Massive Graph Processing

About the project

Relationships between many discrete objects can be represented using a very flexible abstraction called Graph. Graphs have been adopted widely, and are basic building blocks of wide range of problems, from scientific computing to social networks, to World Wide Web. This trend has resulted in increased traction in Graph processing for solving real-world problems, both from academia and industry. For example, recent statistics show that there are 342 million active users on Twitter and World Wide Web graph contains more than 4.75 billion pages and 1 trillion URLs. Processing such large graphs is non-trivial due to the nature of graphs themselves.

Popular Graph algorithms such as Breadth-First Search (BFS), Single Source Shortest Path (SSSP), Betweenness Centrality (BC), PageRank, Connected Components (CC), Collaborative Filtering (CF), etc., are used in many of Graph Analytics.

Most of these algorithms have: Intensive Data Access, Irregular Computation, Poor locality, and High Data Dependency. These characteristics result in performance heavily relying on memory design. In this project we will consider working of such algorithms from architectural perspective, with specific focus on memory hierarchy and look for optimizations.


Objectives of the project

Below multi-dimensional exploration of Memory Optimizations considering Graph applications:

  • Improve memory bandwidth utilization.
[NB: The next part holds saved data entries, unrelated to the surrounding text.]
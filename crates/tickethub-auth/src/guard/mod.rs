//! Role and ownership authorization.

pub mod access;
pub mod operation;

pub use access::{AccessGuard, Decision, DenyReason};
pub use operation::Operation;
//! # tickethub-core
//!
//! Core crate for TicketHub. Contains configuration schemas, pagination
//! types, and the unified error system.
//!
//! This crate has **no** internal dependencies on other TicketHub crates.

pub mod config;
pub mod error;
pub mod result;
pub mod types;

pub use error::AppError;
pub use result::AppResult;
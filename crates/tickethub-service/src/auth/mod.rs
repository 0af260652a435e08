//! Registration and login services.

pub mod registration;
pub mod service;

pub use registration::RegistrationValidator;
pub use service::AuthService;
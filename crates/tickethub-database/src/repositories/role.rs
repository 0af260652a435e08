//! Role repository implementation.

use sqlx::PgPool;

use tickethub_core::error::{AppError, ErrorKind};
use tickethub_core::result::AppResult;
use tickethub_entity::user::{Role, RoleName};

/// Repository for role lookups.
///
/// Roles are seeded by migration and read-only at runtime.
#[derive(Debug, Clone)]
pub struct RoleRepository {
    pool: PgPool,
}

impl RoleRepository {
    /// Create a new role repository.
    pub fn new(pool: PgPool) -> Self {
        Self { pool }
    }

    /// Find a role by its name.
    pub async fn find_by_name(&self, name: RoleName) -> AppResult<Option<Role>> {
        sqlx::query_as::<_, Role>("SELECT * FROM roles WHERE name = $1")
            .bind(name.as_str())
            .fetch_optional(&self.pool)
            .await
            .map_err(|e| {
                AppError::with_source(ErrorKind::Database, "Failed to find role by name", e)
            })
    }

    /// Find the default role assigned at registration.
    ///
    /// Its absence is a deployment defect, not a user input error; callers
    /// surface it as a configuration failure.
    pub async fn find_default(&self) -> AppResult<Option<Role>> {
        self.find_by_name(RoleName::User).await
    }
}
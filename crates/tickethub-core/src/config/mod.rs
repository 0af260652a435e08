//! Application configuration schemas.
//!
//! All configuration structs are deserialized from TOML files via the
//! `config` crate. Each sub-module represents a logical configuration
//! section.

pub mod app;
pub mod auth;
pub mod logging;

use serde::{Deserialize, Serialize};

use self::app::ServerConfig;
use self::auth::AuthConfig;
use self::logging::LoggingConfig;

use crate::error::AppError;

/// Root application configuration.
///
/// This struct is the top-level deserialization target for the merged
/// TOML configuration files (default.toml + environment overlay).
#[derive(Debug, Clone, Serialize, Deserialize)]
pub struct AppConfig {
    /// HTTP server settings.
    #[serde(default)]
    pub server: ServerConfig,
    /// Database connection settings.
    pub database: DatabaseConfig,
    /// Authentication settings.
    #[serde(default)]
    pub auth: AuthConfig,
    /// Logging settings.
    #[serde(default)]
    pub logging: LoggingConfig,
}

/// Database connection pool configuration.
#[derive(Debug, Clone, Serialize, Deserialize)]
pub struct DatabaseConfig {
    /// PostgreSQL connection URL.
    pub url: String,
    /// Maximum number of connections in the pool.
    #[serde(default = "default_max_connections")]
    pub max_connections: u32,
    /// Minimum number of connections in the pool.
    #[serde(default = "default_min_connections")]
    pub min_connections: u32,
    /// Connection timeout in seconds.
    #[serde(default = "default_connect_timeout")]
    pub connect_timeout_seconds: u64,
    /// Idle connection timeout in seconds.
    #[serde(default = "default_idle_timeout")]
    pub idle_timeout_seconds: u64,
}

impl AppConfig {
    /// Load configuration from TOML files.
    ///
    /// Merges the default configuration with an environment-specific overlay
    /// and environment variables prefixed with `TICKETHUB__`.
    pub fn load(env: &str) -> Result<Self, AppError> {
        let config = config::Config::builder()
            .add_source(config::File::with_name("config/default").required(false))
            .add_source(config::File::with_name(&format!("config/{env}")).required(false))
            .add_source(
                config::Environment::with_prefix("TICKETHUB")
                    .separator("__")
                    .try_parsing(true),
            )
            .build()
            .map_err(|e| AppError::configuration(format!("Failed to build config: {e}")))?;

        config
            .try_deserialize()
            .map_err(|e| AppError::configuration(format!("Failed to deserialize config: {e}")))
    }
}

fn default_max_connections() -> u32 {
    20
}

fn default_min_connections() -> u32 {
    5
}

fn default_connect_timeout() -> u64 {
    10
}

fn default_idle_timeout() -> u64 {
    300
}
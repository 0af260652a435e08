//! Request DTOs with validation.

use chrono::{DateTime, Utc};
use serde::{Deserialize, Serialize};
use validator::Validate;

use tickethub_core::types::pagination::PageRequest;
use tickethub_database::repositories::ticket::TicketFilter;
use tickethub_entity::ticket::{TicketPriority, TicketStatus};

/// Registration request body.
#[derive(Debug, Clone, Serialize, Deserialize)]
pub struct RegisterRequest {
    /// Display name.
    pub name: String,
    /// Email address.
    pub email: String,
    /// Plaintext password (hashed before storage).
    pub password: String,
}

/// Login request body.
#[derive(Debug, Clone, Serialize, Deserialize, Validate)]
pub struct LoginRequest {
    /// Email address.
    #[validate(email(message = "Valid email is required"))]
    pub email: String,
    /// Password.
    #[validate(length(min = 1, message = "Password is required"))]
    pub password: String,
}

/// Create ticket request body.
#[derive(Debug, Clone, Serialize, Deserialize, Validate)]
pub struct CreateTicketRequest {
    /// Short summary.
    #[validate(length(min = 1, max = 200, message = "Title is required"))]
    pub title: String,
    /// Full description.
    #[validate(length(min = 1, message = "Description is required"))]
    pub description: String,
    /// Priority; defaults to `MEDIUM`.
    pub priority: Option<TicketPriority>,
    /// Initial status; defaults to `OPEN`. The reference accepts any
    /// starting status, so this field is honored as given.
    pub status: Option<TicketStatus>,
    /// Optional due date.
    pub due_date: Option<DateTime<Utc>>,
}

/// Content update request body; absent fields are left unchanged.
#[derive(Debug, Clone, Serialize, Deserialize, Default)]
pub struct UpdateTicketRequest {
    /// New title.
    pub title: Option<String>,
    /// New description.
    pub description: Option<String>,
    /// New priority.
    pub priority: Option<TicketPriority>,
    /// New due date; explicit `null` clears it, absence leaves it alone.
    #[serde(default, deserialize_with = "double_option")]
    pub due_date: Option<Option<DateTime<Utc>>>,
}

/// Distinguishes an absent field (outer `None`) from an explicit `null`
/// (inner `None`): any present value, including `null`, maps to `Some`.
fn double_option<'de, T, D>(deserializer: D) -> Result<Option<Option<T>>, D::Error>
where
    T: serde::Deserialize<'de>,
    D: serde::Deserializer<'de>,
{
    serde::Deserialize::deserialize(deserializer).map(Some)
}

/// Status change request body.
#[derive(Debug, Clone, Serialize, Deserialize)]
pub struct UpdateStatusRequest {
    /// Target status.
    pub status: TicketStatus,
}

/// Query parameters for ticket list endpoints.
#[derive(Debug, Clone, Serialize, Deserialize, Default)]
pub struct TicketListQuery {
    /// Page number (1-based).
    pub page: Option<u64>,
    /// Items per page.
    pub page_size: Option<u64>,
    /// Filter by status.
    pub status: Option<TicketStatus>,
    /// Filter by priority.
    pub priority: Option<TicketPriority>,
    /// Substring search over title, description, and ticket number.
    pub search: Option<String>,
    /// Sort column (whitelisted).
    pub sort_by: Option<String>,
    /// Sort direction: "asc" or "desc".
    pub sort_order: Option<String>,
}

impl TicketListQuery {
    /// The pagination portion of the query.
    pub fn page_request(&self) -> PageRequest {
        let defaults = PageRequest::default();
        PageRequest::new(
            self.page.unwrap_or(defaults.page),
            self.page_size.unwrap_or(defaults.page_size),
        )
    }

    /// The filter portion of the query.
    pub fn filter(&self) -> TicketFilter {
        TicketFilter {
            status: self.status,
            priority: self.priority,
            search: self.search.clone(),
        }
    }
}
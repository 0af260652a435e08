//! Route definitions for the TicketHub HTTP API.
//!
//! All routes are organized by domain and mounted under `/api`.
//! The router receives `AppState` and passes it to all handlers via
//! Axum's `State` extractor.

use axum::{
    Router,
    routing::{delete, get, post, put},
};

use crate::handlers;
use crate::state::AppState;

/// Build the Axum router with all routes.
pub fn build_router(state: AppState) -> Router {
    let api_routes = Router::new()
        .merge(auth_routes())
        .merge(ticket_routes())
        .merge(health_routes());

    Router::new().nest("/api", api_routes).with_state(state)
}

/// Auth endpoints: register, login, me
fn auth_routes() -> Router<AppState> {
    Router::new()
        .route("/auth/register", post(handlers::auth::register))
        .route("/auth/login", post(handlers::auth::login))
        .route("/auth/me", get(handlers::auth::me))
}

/// Ticket CRUD and lifecycle endpoints
fn ticket_routes() -> Router<AppState> {
    Router::new()
        .route("/tickets", get(handlers::ticket::list_all))
        .route("/tickets", post(handlers::ticket::create_ticket))
        .route("/tickets/my-tickets", get(handlers::ticket::my_tickets))
        .route("/tickets/{id}", get(handlers::ticket::get_ticket))
        .route("/tickets/{id}", put(handlers::ticket::update_ticket))
        .route("/tickets/{id}", delete(handlers::ticket::delete_ticket))
        .route("/tickets/{id}/status", put(handlers::ticket::update_status))
}

/// Health check endpoints (no auth required)
fn health_routes() -> Router<AppState> {
    Router::new().route("/health", get(handlers::health::health_check))
}
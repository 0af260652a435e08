//! Guard-gated ticket operations.

use std::sync::Arc;

use chrono::{DateTime, Utc};
use tracing::info;

use tickethub_auth::guard::{AccessGuard, Operation};
use tickethub_auth::identity::Identity;
use tickethub_core::error::AppError;
use tickethub_core::types::pagination::{PageRequest, PageResponse};
use tickethub_database::repositories::ticket::{TicketFilter, TicketRepository, TicketSort};
use tickethub_entity::ticket::model::CreateTicket;
use tickethub_entity::ticket::{Ticket, TicketPriority, TicketStatus, number};

use super::lifecycle::LifecycleEngine;

/// Input for creating a ticket.
///
/// The caller may supply an initial status; the reference behavior accepts
/// any status at creation rather than forcing `OPEN`.
#[derive(Debug, Clone)]
pub struct NewTicket {
    /// Short summary.
    pub title: String,
    /// Full description.
    pub description: String,
    /// Priority; defaults to `MEDIUM`.
    pub priority: Option<TicketPriority>,
    /// Initial status; defaults to `OPEN`.
    pub status: Option<TicketStatus>,
    /// Optional due date.
    pub due_date: Option<DateTime<Utc>>,
}

/// Partial content update; absent fields keep their current values.
#[derive(Debug, Clone, Default)]
pub struct TicketContentUpdate {
    /// New title.
    pub title: Option<String>,
    /// New description.
    pub description: Option<String>,
    /// New priority.
    pub priority: Option<TicketPriority>,
    /// New due date. `Some(None)` clears it.
    pub due_date: Option<Option<DateTime<Utc>>>,
}

/// Ticket CRUD and lifecycle operations, every one gated by the access
/// guard before it touches the store.
#[derive(Debug, Clone)]
pub struct TicketService {
    /// Ticket repository.
    ticket_repo: Arc<TicketRepository>,
    /// Role/ownership decision point.
    guard: Arc<AccessGuard>,
    /// Status transition engine.
    lifecycle: LifecycleEngine,
}

impl TicketService {
    /// Creates a new ticket service.
    pub fn new(ticket_repo: Arc<TicketRepository>, guard: Arc<AccessGuard>) -> Self {
        Self {
            ticket_repo,
            guard,
            lifecycle: LifecycleEngine::new(),
        }
    }

    /// Creates a ticket owned by the caller.
    pub async fn create(&self, identity: &Identity, new: NewTicket) -> Result<Ticket, AppError> {
        self.guard.require(identity, Operation::CreateTicket, None)?;

        let ticket = self
            .ticket_repo
            .create(&CreateTicket {
                ticket_number: number::generate(),
                title: new.title,
                description: new.description,
                status: new.status.unwrap_or(TicketStatus::Open),
                priority: new.priority.unwrap_or(TicketPriority::Medium),
                created_by: identity.user_id(),
                due_date: new.due_date,
            })
            .await?;

        info!(
            ticket_id = ticket.id,
            ticket_number = %ticket.ticket_number,
            user_id = identity.user_id(),
            "Ticket created"
        );

        Ok(ticket)
    }

    /// Lists every ticket in the system. Admin only.
    pub async fn list_all(
        &self,
        identity: &Identity,
        filter: &TicketFilter,
        sort: &TicketSort,
        page: &PageRequest,
    ) -> Result<PageResponse<Ticket>, AppError> {
        self.guard
            .require(identity, Operation::ListAllTickets, None)?;
        self.ticket_repo.find_all(None, filter, sort, page).await
    }

    /// Lists the caller's own tickets.
    pub async fn list_mine(
        &self,
        identity: &Identity,
        filter: &TicketFilter,
        page: &PageRequest,
    ) -> Result<PageResponse<Ticket>, AppError> {
        self.guard
            .require(identity, Operation::ListOwnTickets, None)?;
        self.ticket_repo
            .find_all(
                Some(identity.user_id()),
                filter,
                &TicketSort::default(),
                page,
            )
            .await
    }

    /// Fetches a single ticket by id. Any authenticated user may view any
    /// ticket.
    pub async fn get(&self, identity: &Identity, id: i64) -> Result<Ticket, AppError> {
        self.guard.require(identity, Operation::ViewTicket, None)?;
        self.ticket_repo
            .find_by_id(id)
            .await?
            .ok_or_else(|| AppError::not_found("Ticket not found"))
    }

    /// Edits a ticket's content fields. Owner or admin.
    ///
    /// Status is not a content field; it moves only through
    /// [`change_status`](Self::change_status).
    pub async fn update_content(
        &self,
        identity: &Identity,
        id: i64,
        update: TicketContentUpdate,
    ) -> Result<Ticket, AppError> {
        let mut ticket = self
            .ticket_repo
            .find_by_id(id)
            .await?
            .ok_or_else(|| AppError::not_found("Ticket not found"))?;

        self.guard.require(
            identity,
            Operation::EditTicketContent,
            Some(ticket.created_by),
        )?;

        if let Some(title) = update.title {
            ticket.title = title;
        }
        if let Some(description) = update.description {
            ticket.description = description;
        }
        if let Some(priority) = update.priority {
            ticket.priority = priority;
        }
        if let Some(due_date) = update.due_date {
            ticket.due_date = due_date;
        }
        ticket.updated_at = Utc::now();

        let ticket = self.ticket_repo.update(&ticket).await?;

        info!(ticket_id = ticket.id, user_id = identity.user_id(), "Ticket updated");

        Ok(ticket)
    }

    /// Moves a ticket to a new status. Admin only; side effects are the
    /// lifecycle engine's contract.
    pub async fn change_status(
        &self,
        identity: &Identity,
        id: i64,
        status: TicketStatus,
    ) -> Result<Ticket, AppError> {
        self.guard
            .require(identity, Operation::ChangeTicketStatus, None)?;

        let mut ticket = self
            .ticket_repo
            .find_by_id(id)
            .await?
            .ok_or_else(|| AppError::not_found("Ticket not found"))?;

        self.lifecycle.apply(&mut ticket, status, Utc::now());

        let ticket = self.ticket_repo.update(&ticket).await?;

        info!(
            ticket_id = ticket.id,
            status = %ticket.status,
            user_id = identity.user_id(),
            "Ticket status updated"
        );

        Ok(ticket)
    }

    /// Hard-deletes a ticket. Owner or admin.
    pub async fn delete(&self, identity: &Identity, id: i64) -> Result<(), AppError> {
        let ticket = self
            .ticket_repo
            .find_by_id(id)
            .await?
            .ok_or_else(|| AppError::not_found("Ticket not found"))?;

        self.guard
            .require(identity, Operation::DeleteTicket, Some(ticket.created_by))?;

        self.ticket_repo.delete(id).await?;

        info!(ticket_id = id, user_id = identity.user_id(), "Ticket deleted");

        Ok(())
    }
}
//! Request extractors.

pub mod auth;

pub use auth::AuthUser;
  • Request aware memory controller optimizations for improved memory access time.

  • Tailored DRAM based main memory organization for Graph applications.

  • Use of emerging non-volatile memories for processing-in-memory.

Typical path of exploration

  • Infrastructure:

    • Work with System level simulators like Sniper/Gem5 along with specialized simulators like DRAMSim2, NVSim, etc.

    • Various Graph benchmarks and workloads from real-world equivalents like Graph500, SNAP, GAP, etc.,

  • In-depth analysis of these benchmarks' memory access patterns.

  • Including the state-of-the art optimizations in the infrastructure and analysis.